Work to be completed – Using the records below, give the number of lines where the string "script" shows up. Add nothing to it.

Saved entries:
━━━━━━━━━━━━━━━━━━━━━━━━━━━━━━

#![allow(dead_code)]

use std::path::{Path, PathBuf};

use axum::Router;
use axum::body::Body;
use axum::http::Request;
use axum::response::Response;
use media_relay::api::{ApiServer, ApiServerConfig, AppState};
use media_relay::config::RelayConfig;
use tokio::net::TcpListener;
use tower::ServiceExt;

/// Serve `app` on an ephemeral local port and return its base URL.
pub async fn spawn_upstream(app: Router) -> String {
    let listener = TcpListener::bind("127.0.0.1:0").await.unwrap();
    let addr = listener.local_addr().unwrap();
    tokio::spawn(async move {
        axum::serve(listener, app).await.unwrap();
    });
    format!("http://{addr}")
}

/// Write an executable shell script standing in for ffmpeg.
#[cfg(unix)]
pub fn fake_engine(dir: &Path, script: &str) -> PathBuf {
    use std::os::unix::fs::PermissionsExt;

    let path = dir.join("ffmpeg");
    std::fs::write(&path, format!("#!/bin/sh\n{script}\n")).unwrap();
    std::fs::set_permissions(&path, std::fs::Permissions::from_mode(0o755)).unwrap();
    path
}

/// Relay wired like the binary, with `engine` as ffmpeg.
pub fn relay(engine: Option<PathBuf>) -> (Router, AppState) {
    let config = RelayConfig {
        ffmpeg_path: Some(engine.unwrap_or_else(|| PathBuf::from("/nonexistent/ffmpeg"))),
        chunk_size: 1024,
        public_base_url: Some("https://relay.test".to_string()),
        ..RelayConfig::default()
    };
    let state = AppState::from_config(&config);
    let server = ApiServer::with_state(ApiServerConfig::from(&config), state.clone());
    (server.build_router(), state)
}

pub async fn get(router: &Router, uri: &str) -> Response {
    router
        .clone()
        .oneshot(Request::builder().uri(uri).body(Body::empty()).unwrap())
        .await
        .unwrap()
}

pub async fn body_bytes(response: Response) -> Vec<u8> {
    axum::body::to_bytes(response.into_body(), usize::MAX)
        .await
        .unwrap()
        .to_vec()
}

━━━━━━━━━━━━━━━━━━━━━━━━━━━━━━

Problem solution – 3